To me that means that yesterday was a very legitimate test of the lows of this trading range.  Even more important it gives us a developing pattern for the bottom with three identifiable lows.  For the Averages that would be a (intraday) low on 10/10, a slightly higher low on 10/27 (though the close on 10/27 was lower than the close on 10/10) and then a 11/13 intraday low  roughly equivalent to the 10/10 intraday low, but a close much higher than the 10/27 close.  (For the really technically oriented, if you just focused on the 10/10, the 10/27 and the 11/13 closes, they form an easily identifiable reverse head and shoulders pattern which is bullish.)

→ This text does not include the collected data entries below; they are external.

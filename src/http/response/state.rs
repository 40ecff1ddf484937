use super::{ApiError, PullRequest};
use crate::http::Error;

pub trait AsyncFrom<T>: Sized {
    async fn async_from(value: T) -> Result<Self, Error>;
}

/// Status and body text of an API response, kept verbatim.
#[derive(Debug, Clone)]
pub struct Response {
    pub status: u16,
    pub text: String,
}

pub enum Outcome {
    Created(PullRequest),
    Failed(ApiError),
}

impl Response {
    pub fn new(status: u16, text: impl Into<String>) -> Response {
        Response {
            status,
            text: text.into(),
        }
    }

    pub fn is_success(&self) -> bool {
        (200..300).contains(&self.status)
    }

    /// Reads the pull request out of the body. Anything without a pull
    /// request url is a failure, whatever the status says.
    pub fn outcome(self) -> Outcome {
        match serde_json::from_str::<PullRequest>(&self.text) {
            Ok(pr) if pr.is_pull_url() => Outcome::Created(pr),
            Ok(_) | Err(_) => Outcome::Failed(ApiError::new(self.status, self.text)),
        }
    }
}

impl AsyncFrom<reqwest::Response> for Response {
    async fn async_from(value: reqwest::Response) -> Result<Self, Error> {
        let status = value.status().as_u16();

        let text = value
            .text()
            .await
            .map_err(|cause| Error::ReadResponseTextError { cause })?;

        Ok(Response::new(status, text))
    }
}
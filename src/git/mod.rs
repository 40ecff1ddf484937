pub mod remote;

use self::remote::GithubRemote;
use anyhow::{Context, Result};
use git2::{Oid, Repository};
use std::path::Path;
use thiserror::Error;

const ORIGIN_REMOTE_NAME: &str = "origin";
const UPSTREAM_REMOTE_NAME: &str = "upstream";

#[derive(Debug, Error)]
pub enum TitleError {
    #[error(
        "found {count} commits between the base and head branches, cannot pick a title: use -t to set one"
    )]
    Ambiguous { count: usize },
}

/// Values inferred from the repository the tool runs in.
///
/// Every field is empty when it cannot be inferred.
#[derive(Debug, Clone, Default, PartialEq, Eq)]
pub struct GitContext {
    pub branch: String,
    pub owner: String,
    pub repo: String,
    pub contributor: String,
}

#[derive(Debug, Clone)]
pub struct RemoteEntry {
    pub name: String,
    pub url: String,
}

impl GitContext {
    pub fn discover(path: impl AsRef<Path>) -> GitContext {
        let repo = match Repository::discover(path) {
            Ok(repo) => repo,
            Err(err) => {
                log::debug!("not inside a git repository: {}", err);
                return GitContext::default();
            }
        };

        let branch = current_branch(&repo).unwrap_or_else(|err| {
            log::debug!("cannot read current branch: {}", err);
            String::new()
        });

        let remotes = remote_entries(&repo).unwrap_or_else(|err| {
            log::debug!("cannot list remotes: {}", err);
            vec![]
        });

        GitContext::from_remotes(branch, &remotes)
    }

    /// Picks the contributor from `origin` (or the first GitHub remote) and
    /// the target owner/repo from `upstream` when the repository is a fork.
    pub fn from_remotes(branch: impl Into<String>, remotes: &[RemoteEntry]) -> GitContext {
        let github: Vec<(&str, GithubRemote)> = remotes
            .iter()
            .filter_map(|entry| {
                GithubRemote::parse(&entry.url).map(|remote| (entry.name.as_str(), remote))
            })
            .collect();

        let find = |name: &str| {
            github
                .iter()
                .find(|(remote_name, _)| *remote_name == name)
                .map(|(_, remote)| remote)
        };

        let contributor = find(ORIGIN_REMOTE_NAME).or_else(|| github.first().map(|(_, r)| r));
        let target = find(UPSTREAM_REMOTE_NAME).or(contributor);

        if contributor.is_none() {
            log::debug!("no github remote found");
        }

        GitContext {
            branch: branch.into(),
            owner: target.map(|r| r.owner.to_owned()).unwrap_or_default(),
            repo: target.map(|r| r.repo.to_owned()).unwrap_or_default(),
            contributor: contributor.map(|r| r.owner.to_owned()).unwrap_or_default(),
        }
    }
}

fn current_branch(repo: &Repository) -> Result<String> {
    let head = repo.head()?;

    Ok(head.shorthand().unwrap_or_default().to_owned())
}

fn remote_entries(repo: &Repository) -> Result<Vec<RemoteEntry>> {
    let names = repo.remotes()?;
    let mut entries = vec![];

    for name in names.iter().flatten() {
        let remote = repo.find_remote(name)?;
        if let Some(url) = remote.pushurl().or_else(|| remote.url()) {
            entries.push(RemoteEntry {
                name: name.to_owned(),
                url: url.to_owned(),
            });
        }
    }

    Ok(entries)
}

/// Returns the subject of the single commit on `head` that is not on `base`.
pub fn resolve_title(path: impl AsRef<Path>, head: &str, base: &str) -> Result<String> {
    let repo = Repository::discover(path).context("cannot open the git repository")?;

    let head_oid = resolve(&repo, head).with_context(|| format!("unknown head branch {}", head))?;
    let base_oid = resolve(&repo, base).with_context(|| format!("unknown base branch {}", base))?;

    let mut walk = repo.revwalk()?;
    walk.push(head_oid)?;
    walk.hide(base_oid)?;

    let commits = walk.collect::<Result<Vec<Oid>, git2::Error>>()?;
    log::debug!("{} commits ahead of {}", commits.len(), base);

    match commits.as_slice() {
        [oid] => {
            let commit = repo.find_commit(*oid)?;
            Ok(commit.summary().unwrap_or_default().to_owned())
        }
        _ => Err(TitleError::Ambiguous {
            count: commits.len(),
        }
        .into()),
    }
}

fn resolve(repo: &Repository, name: &str) -> Result<Oid> {
    let object = repo
        .revparse_single(name)
        .or_else(|_| repo.revparse_single(&format!("{}/{}", ORIGIN_REMOTE_NAME, name)))?;

    Ok(object.peel_to_commit()?.id())
}
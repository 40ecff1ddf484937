mod cli;
mod clipboard;
mod config;
mod draft;
mod editor;
mod git;
mod github;
mod http;
mod logger;
mod output;

use anyhow::{Context, Result};
use clap::Parser;
use cli::Opts;
use clipboard::Clipboard;
use config::Environment;
use github::{Dispatch, GithubClient};
use http::response::Outcome;
use std::io;

const WORKING_DIR: &str = ".";

#[tokio::main]
async fn main() -> Result<()> {
    let opts = match Opts::try_parse() {
        Ok(opts) => opts,
        Err(err) => {
            err.print()?;
            return Ok(());
        }
    };

    logger::init(opts.verbose)?;

    let mut config = draft::load(opts, Environment::capture(), WORKING_DIR, &mut io::stdin())?;

    let client = GithubClient::from_config(&config);
    let mut stdout = io::stdout();

    let outcome = match draft::run(&client, &mut config, WORKING_DIR, &mut stdout).await? {
        Dispatch::DryRun => return Ok(()),
        Dispatch::Sent(outcome) => outcome,
    };

    output::print_outcome(&outcome, &mut stdout)?;

    match outcome {
        Outcome::Created(pr) => {
            log::debug!("created pull request #{}", pr.number);
            if config.copy {
                if let Err(err) = Clipboard::detect().copy(&pr.html_url).await {
                    log::warn!("cannot copy the pull request url: {:#}", err);
                }
            }
            Ok(())
        }
        Outcome::Failed(err) => Err(err).context("the pull request was not created"),
    }
}
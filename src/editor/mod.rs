mod template;

use self::template::EditContent;
use anyhow::{Context, Result};
use itertools::Itertools;
use std::{fs, path::Path, process::ExitStatus};
use thiserror::Error;
use tokio::process::Command;

const COMMENT_MARKER: char = '#';
const FILE_PREFIX: &str = "git-pr-";
const FILE_SUFFIX: &str = ".md";

#[derive(Debug, Error)]
pub enum EditorError {
    #[error("aborting the pull request due to an empty title")]
    Aborted,
    #[error("no editor configured")]
    NoEditor,
    #[error("editor `{editor}` exited with {status}")]
    EditorFailed { editor: String, status: ExitStatus },
}

#[derive(Debug, Clone, PartialEq, Eq)]
pub struct Edited {
    pub title: String,
    pub description: String,
}

/// Lets the user edit title and description in `editor`.
///
/// The scratch file lives in the system temp directory and is removed when
/// this returns, whatever the outcome.
pub async fn edit(editor: &str, title: &str, description: &str) -> Result<Edited> {
    let file = tempfile::Builder::new()
        .prefix(FILE_PREFIX)
        .suffix(FILE_SUFFIX)
        .tempfile()
        .context("cannot create the edit file")?;

    let content = template::render(&EditContent { title, description })?;
    fs::write(file.path(), content)?;

    log::debug!("editing {}", file.path().display());
    launch(editor, file.path()).await?;

    let content = fs::read_to_string(file.path()).context("cannot read the edit file back")?;

    Ok(parse(&content)?)
}

async fn launch(editor: &str, path: &Path) -> Result<()> {
    let mut parts = editor.split_whitespace();
    let program = parts.next().ok_or(EditorError::NoEditor)?;

    let status = Command::new(program)
        .args(parts)
        .arg(path)
        .status()
        .await
        .with_context(|| format!("cannot launch editor `{}`", editor))?;

    if !status.success() {
        return Err(EditorError::EditorFailed {
            editor: editor.to_owned(),
            status,
        }
        .into());
    }

    Ok(())
}

/// First non-comment line is the title, the third one onwards the description.
pub fn parse(content: &str) -> Result<Edited, EditorError> {
    let lines = content
        .lines()
        .filter(|line| !line.starts_with(COMMENT_MARKER))
        .collect_vec();

    let title = lines.first().map(|line| line.trim()).unwrap_or_default();
    if title.is_empty() {
        return Err(EditorError::Aborted);
    }

    let description = lines.iter().skip(2).join("\n").trim_end().to_owned();

    Ok(Edited {
        title: title.to_owned(),
        description,
    })
}
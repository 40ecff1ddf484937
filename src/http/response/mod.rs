mod error_response;
mod pull_request_response;
mod state;

pub use error_response::{ApiError, ErrorKind};
pub use pull_request_response::PullRequest;
pub use state::{AsyncFrom, Outcome, Response};
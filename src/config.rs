use crate::{cli::Opts, git::GitContext};
use anyhow::{Context, Result};
use std::{
    env, fmt, fs,
    io::Read,
    path::{Path, PathBuf},
};
use thiserror::Error;

const DEFAULT_BASE_BRANCH_NAME: &str = "master";
const DEFAULT_API_URL: &str = "https://api.github.com";
const DEFAULT_EDITOR: &str = "vi";
const TOKEN_FILE_NAME: &str = ".github-token";
const STDIN_DESCRIPTION: &str = "-";

#[derive(Debug, Error)]
pub enum ConfigError {
    #[error(
        "no GitHub access token found in {path}\n\
         generate one at https://github.com/settings/tokens and save it to {path}"
    )]
    MissingToken { path: String },
    #[error("cannot locate the home directory")]
    MissingHome,
}

/// Process environment, captured once at startup.
#[derive(Debug, Clone, Default)]
pub struct Environment {
    pub home: Option<PathBuf>,
    pub editor: Option<String>,
    pub api_url: Option<String>,
}

impl Environment {
    pub fn capture() -> Environment {
        let editor = env::var("VISUAL")
            .or_else(|_| env::var("EDITOR"))
            .ok()
            .filter(|editor| !editor.trim().is_empty());

        Environment {
            home: dirs::home_dir(),
            editor,
            api_url: env::var("GITHUB_API_URL").ok(),
        }
    }

    pub fn token_path(&self) -> Result<PathBuf, ConfigError> {
        self.home
            .as_ref()
            .map(|home| home.join(TOKEN_FILE_NAME))
            .ok_or(ConfigError::MissingHome)
    }
}

/// Personal access token. Never printed.
#[derive(Clone)]
pub struct Token(String);

impl Token {
    pub fn load(path: impl AsRef<Path>) -> Result<Token, ConfigError> {
        let path = path.as_ref();
        let missing = || ConfigError::MissingToken {
            path: path.display().to_string(),
        };

        let content = fs::read_to_string(path).map_err(|err| {
            log::debug!("cannot read token file {}: {}", path.display(), err);
            missing()
        })?;

        let token = content.trim();
        if token.is_empty() {
            return Err(missing());
        }

        Ok(Token::from(token))
    }

    pub fn expose(&self) -> &str {
        &self.0
    }
}

impl fmt::Debug for Token {
    fn fmt(&self, f: &mut fmt::Formatter<'_>) -> fmt::Result {
        f.write_str("Token(***)")
    }
}

impl From<&str> for Token {
    fn from(value: &str) -> Self {
        Token(value.to_owned())
    }
}

/// Everything one invocation needs, resolved from flags, git and environment.
#[derive(Debug, Clone)]
pub struct Config {
    pub token: Token,
    pub api_url: String,
    pub owner: String,
    pub repo: String,
    pub contributor: String,
    /// Branch checked out locally, whatever `-h` says.
    pub current_branch: String,
    pub branch: String,
    pub base: String,
    pub title: Option<String>,
    pub description: Option<String>,
    pub issue: Option<u64>,
    pub edit: bool,
    pub editor: String,
    pub copy: bool,
    pub dry_run: bool,
    pub wip: bool,
}

impl Config {
    pub fn resolve(
        opts: Opts,
        environment: Environment,
        git: GitContext,
        token: Token,
        stdin: &mut impl Read,
    ) -> Result<Config> {
        let (owner, repo) = match opts.repo {
            Some(repo) => match repo.split_once('/') {
                Some((owner, repo)) => (Some(owner.to_owned()), repo.to_owned()),
                None => (None, repo),
            },
            None => (None, git.repo),
        };
        let owner = opts.owner.or(owner).unwrap_or(git.owner);

        let description = match opts.description {
            Some(description) if description == STDIN_DESCRIPTION => {
                let mut buffer = String::new();
                stdin
                    .read_to_string(&mut buffer)
                    .context("cannot read the description from stdin")?;
                Some(buffer)
            }
            description => description,
        };

        let config = Config {
            token,
            api_url: environment
                .api_url
                .map(|url| url.trim_end_matches('/').to_owned())
                .unwrap_or_else(|| DEFAULT_API_URL.to_owned()),
            owner,
            repo,
            contributor: git.contributor,
            branch: opts.head.unwrap_or_else(|| git.branch.to_owned()),
            current_branch: git.branch,
            base: opts
                .base
                .unwrap_or_else(|| DEFAULT_BASE_BRANCH_NAME.to_owned()),
            title: opts.title,
            description,
            issue: opts.issue,
            edit: opts.edit,
            editor: environment
                .editor
                .unwrap_or_else(|| DEFAULT_EDITOR.to_owned()),
            copy: opts.copy,
            dry_run: opts.dry_run,
            wip: opts.wip,
        };

        if config.wip && config.issue.is_none() {
            log::warn!("-w only applies together with -i, ignoring it");
        }

        log::debug!(
            "resolved {}/{} head={} base={}",
            config.owner,
            config.repo,
            config.head(),
            config.base
        );

        Ok(config)
    }

    /// Head reference for the API, `contributor:branch` when the pull request
    /// comes from a fork.
    pub fn head(&self) -> String {
        if self.branch.contains(':')
            || self.contributor.is_empty()
            || self.contributor == self.owner
        {
            self.branch.to_owned()
        } else {
            format!("{}:{}", self.contributor, self.branch)
        }
    }
}
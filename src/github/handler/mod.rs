mod issue_handler;
mod pull_request_handler;
mod repository_handler;

pub use issue_handler::IssueHandler;
pub use pull_request_handler::PullRequestHandler;
pub use repository_handler::RepositoryHandler;
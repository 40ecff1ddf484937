use anyhow::Result;
use handlebars::Handlebars;
use serde::Serialize;

pub const EDIT_FILE_TEMPLATE: &str = "edit_template";

const EDIT_TEMPLATE: &str = "{{title}}

{{description}}
# Write the pull request title on the first line and the description
# from the third line on. Lines starting with '#' are ignored.
# Leaving the title empty aborts the pull request.
";

#[derive(Serialize)]
pub struct EditContent<'a> {
    pub title: &'a str,
    pub description: &'a str,
}

pub fn handlebars<'hb>() -> Result<Handlebars<'hb>> {
    let mut hb = Handlebars::new();

    hb.register_escape_fn(handlebars::no_escape);
    hb.register_template_string(EDIT_FILE_TEMPLATE, EDIT_TEMPLATE)?;

    Ok(hb)
}

pub fn render(content: &EditContent) -> Result<String> {
    let rendered = handlebars()?.render(EDIT_FILE_TEMPLATE, content)?;

    Ok(rendered)
}
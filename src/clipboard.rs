use anyhow::{Context, Result};
use std::{
    path::{Path, PathBuf},
    process::Stdio,
};
use thiserror::Error;
use tokio::{io::AsyncWriteExt, process::Command};

const PBCOPY_BIN_NAME: &str = "pbcopy";
const XCLIP_BIN_NAME: &str = "xclip";

#[derive(Debug, Error)]
pub enum ClipboardError {
    #[error("no clipboard utility found, install pbcopy or xclip")]
    Unavailable,
    #[error("{tool} exited with an error")]
    CopyFailed { tool: String },
}

#[derive(Debug, Clone, PartialEq, Eq)]
pub enum ClipboardTool {
    Pbcopy(PathBuf),
    Xclip(PathBuf),
}

impl ClipboardTool {
    fn command(&self) -> Command {
        match self {
            ClipboardTool::Pbcopy(path) => Command::new(path),
            ClipboardTool::Xclip(path) => {
                let mut command = Command::new(path);
                command.args(["-selection", "clipboard"]);
                command
            }
        }
    }

    fn path(&self) -> &Path {
        match self {
            ClipboardTool::Pbcopy(path) | ClipboardTool::Xclip(path) => path,
        }
    }
}

#[derive(Debug, Clone, PartialEq, Eq)]
pub enum Clipboard {
    Available(ClipboardTool),
    Unavailable,
}

impl Clipboard {
    pub fn detect() -> Clipboard {
        Self::detect_with(|name| which::which(name).ok())
    }

    /// macOS `pbcopy` wins over X11 `xclip`.
    pub fn detect_with(lookup: impl Fn(&str) -> Option<PathBuf>) -> Clipboard {
        if let Some(path) = lookup(PBCOPY_BIN_NAME) {
            return Clipboard::Available(ClipboardTool::Pbcopy(path));
        }

        if let Some(path) = lookup(XCLIP_BIN_NAME) {
            return Clipboard::Available(ClipboardTool::Xclip(path));
        }

        Clipboard::Unavailable
    }

    pub async fn copy(&self, text: &str) -> Result<()> {
        let tool = match self {
            Clipboard::Available(tool) => tool,
            Clipboard::Unavailable => return Err(ClipboardError::Unavailable.into()),
        };

        log::debug!("copying with {}", tool.path().display());

        let mut child = tool
            .command()
            .stdin(Stdio::piped())
            .stdout(Stdio::null())
            .spawn()
            .with_context(|| format!("cannot run {}", tool.path().display()))?;

        if let Some(mut stdin) = child.stdin.take() {
            stdin.write_all(text.as_bytes()).await?;
        }

        let status = child.wait().await?;
        if !status.success() {
            return Err(ClipboardError::CopyFailed {
                tool: tool.path().display().to_string(),
            }
            .into());
        }

        Ok(())
    }
}
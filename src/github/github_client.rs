use super::handler::RepositoryHandler;
use crate::{
    config::{Config, Token},
    http::{
        response::{AsyncFrom, Response},
        Error, Headers, HttpClient,
    },
};
use anyhow::Result;

pub struct GithubClient {
    http: HttpClient,
    api_url: String,
    token: Token,
}

impl GithubClient {
    pub fn new(api_url: impl Into<String>, token: Token) -> Self {
        GithubClient {
            http: HttpClient::new(),
            api_url: api_url.into(),
            token,
        }
    }

    pub fn from_config(config: &Config) -> Self {
        Self::new(&config.api_url, config.token.clone())
    }

    pub fn repo(&self, owner: impl Into<String>, name: impl Into<String>) -> RepositoryHandler<'_> {
        RepositoryHandler::new(self, owner, name)
    }

    pub(super) fn url(&self, path: &str) -> String {
        format!("{}{}", self.api_url, path)
    }

    pub(super) async fn post(&self, url: &str, body: String) -> Result<Response> {
        log::debug!("POST {}", url);

        let response = self
            .http
            .post(url)
            .default_headers(&self.token)
            .body(body)
            .send()
            .await
            .map_err(|cause| Error::SendRequestError {
                url: url.to_owned(),
                cause,
            })?;

        let response = Response::async_from(response).await?;
        log::debug!("response status {}", response.status);

        Ok(response)
    }
}
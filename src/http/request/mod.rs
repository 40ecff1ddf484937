mod labels_request;
mod pull_request_request;

pub use labels_request::{LabelsRequest, WIP_LABEL};
pub use pull_request_request::PullRequestRequest;

use super::Error;
use serde::Serialize;

pub trait SerializeRequest {
    fn into_request(&self) -> Result<String, Error>
    where
        Self: Serialize + Sized,
    {
        serde_json::to_string(self).map_err(|cause| Error::SerializeRequestError { cause })
    }
}

impl SerializeRequest for PullRequestRequest {}
impl SerializeRequest for LabelsRequest {}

    I want to be clear that while I think that stocks’ performance yesterday represented a test of the 10/10 lows, that doesn’t mean that they are off to the races.  The significance is a reinforcing of the 10/10 lows as a bottom; it means nothing with respect to the upside.  I remain convinced that there is still the potential for more bad economic news for a sufficient period of time to keep stock prices in a trading range.  At the moment, DJIA 9707 appears to be the most identifiable resistance level. 

    The immediate point of all this discussion is that if stocks continue to rise toward the upper boundary of their trading range, our Portfolios will use the strength to move out of those stocks that have weak technical patterns versus what I defined above.  In addition, if a stock’s price moves up to or near the levels it traded when the Averages last approached the upper boundaries of their trading range, our Portfolios will sell a portion of that holding with the idea of buying it back as stocks move to the lower end of the current trading range.

    Bottom line: if stocks are in a trading range, yesterday’s action reinforced the 10/10 intraday close as the lower boundary of that range.  If stock prices follow through to the upside, we will get another test of the upper boundary.  In that test, our Portfolios will be selling stocks, raising their cash position back to the 25% level.